In recent weeks, we’ve posted two articles on our main site on the misleading ad war being waged on Georgia airwaves. The Senate run-off election is set for tomorrow (Dec. 2) to determine whether Republican Saxby Chambliss holds onto his seat or challenger Jim Martin, a former state representative, adds to the Democratic majority.

Before the votes are tallied, we wanted to give Georgians the low-down on one last suspicious claim we hadn’t addressed. A Chambliss ad says that Martin "tried to raise property taxes 150 percent" – and the incumbent has repeated the charge in interviews and on a campaign Web site. The National Republican Senatorial Committee also features the claim in one of its TV spots, though it specifies that this would have been an increase on property tax assessments. Either way, it sounds like a huge increase for Georgia taxpayers. Did Martin really propose such a thing?

Not quite. The charge misrepresents a bill Martin introduced in the Georgia House in 1995. The legislation would have increased the assessed value of property to 100 percent of market value, from the 40 percent level that prevailed, which is indeed a 150 percent increase. But the bill also said there would be "a proportionate increase in homestead exemptions," which reduce property tax bills for owners living in their homes. And the Martin campaign says there was also a corresponding property tax rate decrease, so that the bill wouldn’t have resulted in anyone’s taxes going up.

What was the purpose, you may ask? Research Director Patrick Suter told us the bill was meant to curb a spate of lawsuits. It would have simplified the way property taxes were assessed in Georgia, he said. "It changed the method of calculation but did not actually have an impact on tax liability."

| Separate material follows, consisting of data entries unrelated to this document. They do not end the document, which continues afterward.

use actix_web::{get, post, web, HttpResponse};
use rust_decimal::Decimal;
use rust_decimal::prelude::ToPrimitive;
use sea_orm::DatabaseConnection;
use validator::Validate;

use crate::models::dto::{CreateTradeRequest, TradeResponse};
use crate::models::trade;
use crate::services::engine::TradeKind;
use crate::services::rates::{FrankfurterClient, RateSource};
use crate::services::trade_service::TradeService;

fn to_response(t: trade::Model) -> TradeResponse {
    TradeResponse {
        id: t.id,
        date: t.date,
        ticker: t.ticker,
        trade_type: t.trade_type,
        quantity: t.quantity,
        price: t.price.to_f64().unwrap_or_default(),
        option_type: t.option_type,
        strike: t.strike.and_then(|s| s.to_f64()),
        expiration: t.expiration,
        fx_rate: t.fx_rate.to_f64().unwrap_or_default(),
    }
}

/// POST /api/trades - Saisir un trade dans le journal
#[post("")]
pub async fn create_trade(
    db: web::Data<DatabaseConnection>,
    request: web::Json<CreateTradeRequest>,
) -> HttpResponse {
    if let Err(errors) = request.validate() {
        return HttpResponse::BadRequest().json(errors);
    }
    let request = request.into_inner();

    // Valider le type avant toute écriture: un type inconnu ne doit
    // jamais entrer dans le journal
    if TradeKind::parse(&request.trade_type).is_err() {
        return HttpResponse::BadRequest().json(serde_json::json!({
            "error": format!("Invalid trade_type: {}", request.trade_type),
            "valid_types": TradeKind::VALID_TYPES,
        }));
    }

    if request.price <= Decimal::ZERO {
        return HttpResponse::BadRequest().json(serde_json::json!({
            "error": "price must be positive"
        }));
    }

    // Figer le taux USD->AUD à la date du trade. Service injoignable =
    // saisie refusée: un taux par défaut fausserait le journal pour toujours
    let rates = FrankfurterClient::new();
    let fx_rate = match rates.historical_rate("USD", "AUD", request.date).await {
        Ok(rate) => rate,
        Err(e) => {
            return HttpResponse::ServiceUnavailable().json(serde_json::json!({
                "error": format!("FX rate service unavailable: {}", e)
            }));
        }
    };

    match TradeService::create_trade(&db, request, fx_rate).await {
        Ok(model) => HttpResponse::Created().json(to_response(model)),
        Err(e) => HttpResponse::InternalServerError().json(format!("Error: {}", e)),
    }
}

/// GET /api/trades - Journal complet, date puis ordre d'insertion
#[get("")]
pub async fn get_all_trades(db: web::Data<DatabaseConnection>) -> HttpResponse {
    match TradeService::list_all(db.get_ref()).await {
        Ok(trades) => {
            let response: Vec<TradeResponse> = trades.into_iter().map(to_response).collect();
            HttpResponse::Ok().json(response)
        }
        Err(e) => HttpResponse::InternalServerError().json(format!("Error: {}", e)),
    }
}

pub fn trades_routes(cfg: &mut web::ServiceConfig) {
    cfg.service(
        web::scope("/trades")
            .service(create_trade)
            .service(get_all_trades)
    );
}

The bill never came to a vote, and it’s a confusing bit of legislative-speak. It clearly does, however, call for a "proportionate" hike in the homestead deduction. We tried to get someone at the state Department of Revenue to comment on the bill, but a spokesman told us too much time had passed for anyone there to put the legislation in its proper context. We then asked a tax expert at Georgia State University to take a look at it and tell us whether there was also a proportionate tax rate decrease somewhere in the bill. David Sjoquist, the director of the Fiscal Research Center at the Andrew Young School of Policy Studies, said the bill calls for decreasing the millage rate, which localities set. But he didn’t see that it was a requirement. "I didn’t see anything in the bill that would mandate that the tax rate a city levies has to be rolled back," he said. "It would be up to the jurisdiction to decide … can we leverage the same millage rate?"

If jurisdictions were to follow the bill’s recommendation, however, the tax owed wouldn’t go up.